16. De rechtbank ziet aanleiding om verweerder te veroordelen in de door eiser gemaakte proceskosten. Deze worden op grond van het Besluit proceskosten bestuursrecht voor een door een derde beroepsmatig verleende rechtsbijstand vastgesteld op € 1.869,- (1 punt voor het indienen van het beroepschrift, 1 punt voor het verschijnen ter zitting op
19 augustus 2020, 1 punt voor het verschijnen ter zitting op 24 maart 2021 en 0,5 punt voor het indienen van een schriftelijke zienswijze na een bestuurlijke lus met een waarde per punt van € 534,- en een wegingsfactor 1).

Beslissing

De rechtbank:
- verklaart het beroep gegrond;
- vernietigt het bestreden besluit en de aanvullende besluiten;
- draagt verweerder om binnen zes weken een nieuw besluit op bezwaar te nemen met inachtneming van deze uitspraak; en,
- veroordeelt verweerder in de proceskosten van eiser tot een bedrag van € 1.869,-
Deze uitspraak is gedaan door mr.
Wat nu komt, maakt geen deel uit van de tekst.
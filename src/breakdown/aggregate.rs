use super::mapping::{estimate_to_points, MatchMode};
use crate::model::estimate::Estimate;
use crate::model::project::Project;
use crate::model::work_item::WorkItem;

/// Recompute every parent task from its sub-tasks. Tasks without sub-tasks
/// are left alone, so running this twice changes nothing the second time.
pub fn recalculate_aggregates(mut project: Project) -> Project {
    let mut changed = 0usize;
    for item in project.items_mut() {
        if recalculate_item(item) {
            changed += 1;
        }
    }
    if changed > 0 {
        tracing::info!(changed, "parent estimates recalculated");
    }
    project
}

/// Returns whether the item changed.
pub fn recalculate_item(item: &mut WorkItem) -> bool {
    if item.sub_tasks.is_empty() {
        return false;
    }
    let total: Estimate = item.sub_tasks.iter().map(|s| s.original_estimate).sum();
    let points = estimate_to_points(total, MatchMode::Nearest).ok();
    let changed = item.original_estimate != Some(total) || item.story_point != points;
    if changed {
        tracing::debug!(
            summary = %item.summary,
            estimate = %total,
            points = ?points,
            "parent aggregate updated"
        );
    }
    item.original_estimate = Some(total);
    item.story_point = points;
    changed
}

/// Unset state for a task that just lost its last sub-task.
pub fn clear_aggregates(item: &mut WorkItem) {
    item.original_estimate = None;
    item.story_point = None;
}

/// Total effort in hours, rounded to two decimals. Top-level tasks already
/// carry their sub-task sums, so only they are counted.
pub fn total_estimate_hours(project: &Project) -> f64 {
    let total: Estimate = project.items().filter_map(|i| i.original_estimate).sum();
    (total.hours() * 100.0).round() / 100.0
}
O.P.G. Vos, voorzitter, mr. A.J. Dondorp en
mr. Y. Moussaoui, leden, in aanwezigheid van E.P.W. Kwakman, griffier. De beslissing is in het openbaar uitgesproken op
griffier
voorzitter
Afschrift verzonden op:

Rechtsmiddel

Tegen deze uitspraak kan binnen vier weken na de dag van verzending daarvan hoger beroep worden ingesteld bij de Afdeling bestuursrechtspraak van de Raad van State.

Voetnoten

1.AWB 18/9991 en AWB 18/9992.
2.Richtlijn 2003/86/EG van de Raad van 22 september 2003 inzake het recht op gezinshereniging.
3.Verdrag tot bescherming van de rechten van de mens en de fundamentele vrijheden.
4.Zie bijvoorbeeld de uitspraak van de Afdeling bestuursrechtspraak van de Raad van State (Afdeling) van 3 maart 2010, ECLI:NL:RVS:2010:BL9912.
5.Pagina 2 en 3 van het verslag van het gehoor op 23 oktober 2018.
6.Haydarie e.a. t. Nederland, 8876/04; Konstantinov t. Nederland 16351/03; Hasanbasic t. Zwitserland, 52166/09.
7.EHRM 17 februari 2009, Onur tegen het Verenigd Koninkrijk, ECLI:CE:ECHR:2009:0217JUD002731907.
8.Bijvoorbeeld de uitspraken van 29 mei 2017 (ECLI:NL:RVS:2017:1417) en van 4 april 2019 (ECLI:NL:RVS:2019:1003).